>>>
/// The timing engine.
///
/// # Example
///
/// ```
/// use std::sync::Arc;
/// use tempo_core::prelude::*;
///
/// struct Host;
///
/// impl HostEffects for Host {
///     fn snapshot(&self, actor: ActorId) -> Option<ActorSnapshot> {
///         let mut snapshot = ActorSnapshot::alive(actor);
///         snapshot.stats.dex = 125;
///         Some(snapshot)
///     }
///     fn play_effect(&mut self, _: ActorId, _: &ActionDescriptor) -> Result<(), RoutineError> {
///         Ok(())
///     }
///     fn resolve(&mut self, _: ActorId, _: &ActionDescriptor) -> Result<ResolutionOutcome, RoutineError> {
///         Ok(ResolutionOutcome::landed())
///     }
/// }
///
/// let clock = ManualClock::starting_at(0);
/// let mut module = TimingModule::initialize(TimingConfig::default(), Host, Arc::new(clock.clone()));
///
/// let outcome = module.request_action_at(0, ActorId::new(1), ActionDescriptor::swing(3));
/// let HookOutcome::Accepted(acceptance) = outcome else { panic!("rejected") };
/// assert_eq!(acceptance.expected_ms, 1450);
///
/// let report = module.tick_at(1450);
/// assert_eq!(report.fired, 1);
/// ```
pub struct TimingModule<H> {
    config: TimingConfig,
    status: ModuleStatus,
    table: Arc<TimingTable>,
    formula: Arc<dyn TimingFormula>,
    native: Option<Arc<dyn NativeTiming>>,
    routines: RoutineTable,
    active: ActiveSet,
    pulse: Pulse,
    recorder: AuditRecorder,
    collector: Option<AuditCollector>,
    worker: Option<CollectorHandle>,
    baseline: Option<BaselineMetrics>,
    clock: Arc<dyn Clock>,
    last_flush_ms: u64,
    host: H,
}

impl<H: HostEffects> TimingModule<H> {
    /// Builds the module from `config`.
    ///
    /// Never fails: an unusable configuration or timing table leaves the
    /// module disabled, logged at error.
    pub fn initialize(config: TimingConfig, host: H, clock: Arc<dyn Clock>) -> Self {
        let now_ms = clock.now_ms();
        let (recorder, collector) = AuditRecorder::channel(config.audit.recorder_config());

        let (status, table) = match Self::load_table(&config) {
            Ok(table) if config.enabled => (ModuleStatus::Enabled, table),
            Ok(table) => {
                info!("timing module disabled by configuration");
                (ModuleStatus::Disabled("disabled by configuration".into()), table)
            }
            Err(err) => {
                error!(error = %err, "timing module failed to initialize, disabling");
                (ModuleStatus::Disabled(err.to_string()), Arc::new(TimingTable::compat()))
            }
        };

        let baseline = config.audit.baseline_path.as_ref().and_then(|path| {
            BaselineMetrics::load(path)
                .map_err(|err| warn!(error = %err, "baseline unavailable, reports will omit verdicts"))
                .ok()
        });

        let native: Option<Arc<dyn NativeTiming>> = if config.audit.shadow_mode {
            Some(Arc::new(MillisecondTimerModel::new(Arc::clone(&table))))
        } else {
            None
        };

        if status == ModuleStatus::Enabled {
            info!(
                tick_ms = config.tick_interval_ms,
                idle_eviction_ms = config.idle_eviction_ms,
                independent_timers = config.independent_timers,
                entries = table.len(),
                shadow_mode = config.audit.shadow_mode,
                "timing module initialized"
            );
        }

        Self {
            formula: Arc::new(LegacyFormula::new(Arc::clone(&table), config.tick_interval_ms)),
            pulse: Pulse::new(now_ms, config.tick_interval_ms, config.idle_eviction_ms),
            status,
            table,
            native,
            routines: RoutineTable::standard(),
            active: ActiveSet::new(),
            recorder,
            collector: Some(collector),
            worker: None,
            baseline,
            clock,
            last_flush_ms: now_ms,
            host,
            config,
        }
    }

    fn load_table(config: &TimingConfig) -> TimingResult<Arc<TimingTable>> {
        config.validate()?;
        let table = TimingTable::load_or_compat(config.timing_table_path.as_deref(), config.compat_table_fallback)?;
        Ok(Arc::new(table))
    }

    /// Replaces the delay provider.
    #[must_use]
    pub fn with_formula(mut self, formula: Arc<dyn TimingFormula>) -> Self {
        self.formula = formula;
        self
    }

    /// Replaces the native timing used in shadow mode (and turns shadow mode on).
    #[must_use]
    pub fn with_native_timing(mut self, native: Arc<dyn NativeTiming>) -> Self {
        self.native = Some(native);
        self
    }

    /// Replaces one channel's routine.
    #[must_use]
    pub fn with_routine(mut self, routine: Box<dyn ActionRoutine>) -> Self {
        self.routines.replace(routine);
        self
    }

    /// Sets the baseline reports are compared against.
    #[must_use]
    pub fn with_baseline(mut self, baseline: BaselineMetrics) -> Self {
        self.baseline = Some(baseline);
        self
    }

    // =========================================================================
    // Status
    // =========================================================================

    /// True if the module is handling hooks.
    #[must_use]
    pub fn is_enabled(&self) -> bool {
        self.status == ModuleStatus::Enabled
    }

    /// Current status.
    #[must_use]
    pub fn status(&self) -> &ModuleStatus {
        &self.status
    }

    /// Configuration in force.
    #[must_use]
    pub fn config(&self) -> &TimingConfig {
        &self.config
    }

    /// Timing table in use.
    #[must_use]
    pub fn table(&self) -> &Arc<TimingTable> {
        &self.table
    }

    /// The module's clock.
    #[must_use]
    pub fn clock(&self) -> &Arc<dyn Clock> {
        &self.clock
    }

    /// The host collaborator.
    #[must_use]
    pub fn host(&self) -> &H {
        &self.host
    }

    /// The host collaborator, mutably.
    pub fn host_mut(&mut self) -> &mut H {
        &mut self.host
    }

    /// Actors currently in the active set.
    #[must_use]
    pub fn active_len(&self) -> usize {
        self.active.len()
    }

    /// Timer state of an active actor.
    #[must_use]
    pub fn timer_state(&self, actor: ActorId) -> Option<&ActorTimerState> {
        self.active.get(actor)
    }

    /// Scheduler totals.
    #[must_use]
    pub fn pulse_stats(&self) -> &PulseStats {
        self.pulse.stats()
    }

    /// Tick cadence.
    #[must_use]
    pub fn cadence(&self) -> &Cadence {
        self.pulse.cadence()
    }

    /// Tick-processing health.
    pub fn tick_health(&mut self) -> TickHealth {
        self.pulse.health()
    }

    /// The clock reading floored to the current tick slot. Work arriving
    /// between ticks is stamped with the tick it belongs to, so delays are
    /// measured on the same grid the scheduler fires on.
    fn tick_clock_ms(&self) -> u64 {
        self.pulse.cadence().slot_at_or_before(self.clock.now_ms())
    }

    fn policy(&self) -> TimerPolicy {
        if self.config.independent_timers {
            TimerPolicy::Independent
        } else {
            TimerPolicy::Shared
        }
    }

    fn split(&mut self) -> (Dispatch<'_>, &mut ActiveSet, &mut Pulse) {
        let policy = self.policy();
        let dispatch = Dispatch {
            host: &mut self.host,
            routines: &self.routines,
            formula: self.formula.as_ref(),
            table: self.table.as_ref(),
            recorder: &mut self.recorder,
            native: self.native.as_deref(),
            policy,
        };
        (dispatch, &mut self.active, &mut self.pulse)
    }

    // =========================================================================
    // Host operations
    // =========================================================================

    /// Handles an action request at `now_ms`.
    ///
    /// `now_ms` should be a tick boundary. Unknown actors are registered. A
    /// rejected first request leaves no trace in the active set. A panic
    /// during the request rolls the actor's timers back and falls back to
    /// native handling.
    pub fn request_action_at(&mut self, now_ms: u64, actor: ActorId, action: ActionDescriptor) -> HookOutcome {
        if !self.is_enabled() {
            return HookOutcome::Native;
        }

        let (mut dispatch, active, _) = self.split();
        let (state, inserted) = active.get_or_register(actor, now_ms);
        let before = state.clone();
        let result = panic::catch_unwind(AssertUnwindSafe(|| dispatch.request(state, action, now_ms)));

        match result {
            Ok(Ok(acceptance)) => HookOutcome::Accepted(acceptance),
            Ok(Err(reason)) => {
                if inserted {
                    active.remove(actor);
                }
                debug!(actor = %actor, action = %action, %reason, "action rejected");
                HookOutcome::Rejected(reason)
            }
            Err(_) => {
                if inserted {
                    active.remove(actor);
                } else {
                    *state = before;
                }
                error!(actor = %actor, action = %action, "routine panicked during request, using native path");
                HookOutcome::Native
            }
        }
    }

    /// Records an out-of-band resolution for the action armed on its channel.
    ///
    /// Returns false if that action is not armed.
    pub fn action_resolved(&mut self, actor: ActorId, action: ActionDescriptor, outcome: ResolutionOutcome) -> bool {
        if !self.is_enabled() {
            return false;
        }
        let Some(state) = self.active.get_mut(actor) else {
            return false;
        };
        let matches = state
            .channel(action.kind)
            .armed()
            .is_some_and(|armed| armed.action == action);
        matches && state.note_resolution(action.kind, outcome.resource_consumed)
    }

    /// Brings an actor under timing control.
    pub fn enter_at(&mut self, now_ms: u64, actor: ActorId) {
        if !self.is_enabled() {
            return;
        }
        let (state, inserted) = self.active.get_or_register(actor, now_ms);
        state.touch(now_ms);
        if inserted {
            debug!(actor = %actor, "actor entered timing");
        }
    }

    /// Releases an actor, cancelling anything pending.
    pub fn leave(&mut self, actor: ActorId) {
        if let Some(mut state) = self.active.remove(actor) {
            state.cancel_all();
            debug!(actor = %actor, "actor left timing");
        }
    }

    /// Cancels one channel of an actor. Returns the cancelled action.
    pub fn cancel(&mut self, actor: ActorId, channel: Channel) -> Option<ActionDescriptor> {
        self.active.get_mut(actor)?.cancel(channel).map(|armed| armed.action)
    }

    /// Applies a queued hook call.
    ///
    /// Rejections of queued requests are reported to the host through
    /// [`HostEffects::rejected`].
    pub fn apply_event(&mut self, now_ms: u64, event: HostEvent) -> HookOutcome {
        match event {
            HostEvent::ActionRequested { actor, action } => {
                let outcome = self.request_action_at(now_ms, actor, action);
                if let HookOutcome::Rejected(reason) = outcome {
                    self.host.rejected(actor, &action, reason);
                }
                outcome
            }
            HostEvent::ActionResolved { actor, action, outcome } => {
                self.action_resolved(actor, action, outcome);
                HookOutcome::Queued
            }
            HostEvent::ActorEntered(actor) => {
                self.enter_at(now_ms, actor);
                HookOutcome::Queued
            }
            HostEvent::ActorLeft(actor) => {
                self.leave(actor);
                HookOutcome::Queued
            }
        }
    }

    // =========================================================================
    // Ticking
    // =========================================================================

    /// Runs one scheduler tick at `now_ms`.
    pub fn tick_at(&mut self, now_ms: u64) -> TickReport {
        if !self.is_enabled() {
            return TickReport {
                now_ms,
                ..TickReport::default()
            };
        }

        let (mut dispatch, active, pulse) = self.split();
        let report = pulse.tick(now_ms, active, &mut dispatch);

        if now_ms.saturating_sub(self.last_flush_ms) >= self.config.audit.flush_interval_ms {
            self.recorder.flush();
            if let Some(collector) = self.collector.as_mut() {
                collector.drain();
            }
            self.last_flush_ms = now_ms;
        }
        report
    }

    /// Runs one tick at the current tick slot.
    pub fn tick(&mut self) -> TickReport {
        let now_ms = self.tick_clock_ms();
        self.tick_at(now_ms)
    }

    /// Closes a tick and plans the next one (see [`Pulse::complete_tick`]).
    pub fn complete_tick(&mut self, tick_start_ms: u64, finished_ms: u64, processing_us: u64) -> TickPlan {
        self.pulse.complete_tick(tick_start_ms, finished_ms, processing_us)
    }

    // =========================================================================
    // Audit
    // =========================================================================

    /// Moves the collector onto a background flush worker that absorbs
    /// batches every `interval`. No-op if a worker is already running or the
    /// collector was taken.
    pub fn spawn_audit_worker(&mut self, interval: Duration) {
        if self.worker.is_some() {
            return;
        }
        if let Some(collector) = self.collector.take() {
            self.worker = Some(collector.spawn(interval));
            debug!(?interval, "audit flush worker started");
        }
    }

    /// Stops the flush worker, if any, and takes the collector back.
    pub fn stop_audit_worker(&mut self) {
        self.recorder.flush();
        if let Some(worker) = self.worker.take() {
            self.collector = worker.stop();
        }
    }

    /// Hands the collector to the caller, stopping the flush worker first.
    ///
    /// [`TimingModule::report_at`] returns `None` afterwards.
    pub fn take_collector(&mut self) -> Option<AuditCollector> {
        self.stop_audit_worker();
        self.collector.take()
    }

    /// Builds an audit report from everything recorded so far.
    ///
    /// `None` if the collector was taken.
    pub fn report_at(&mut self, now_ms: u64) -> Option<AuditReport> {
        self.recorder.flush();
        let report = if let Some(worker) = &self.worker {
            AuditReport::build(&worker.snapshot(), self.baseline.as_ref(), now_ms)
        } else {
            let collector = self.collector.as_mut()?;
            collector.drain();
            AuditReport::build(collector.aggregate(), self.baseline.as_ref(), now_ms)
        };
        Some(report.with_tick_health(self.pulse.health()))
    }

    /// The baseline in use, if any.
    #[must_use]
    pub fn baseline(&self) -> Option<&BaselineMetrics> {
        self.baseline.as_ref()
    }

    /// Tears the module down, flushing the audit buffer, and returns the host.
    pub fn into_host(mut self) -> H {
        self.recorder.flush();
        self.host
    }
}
<<<
▸ What is needed: Find the string "HostEffects" in the data. Report each line it appears in.

▸ Response box:
/// impl HostEffects for Host {
impl<H: HostEffects> TimingModule<H> {
    /// [`HostEffects::rejected`].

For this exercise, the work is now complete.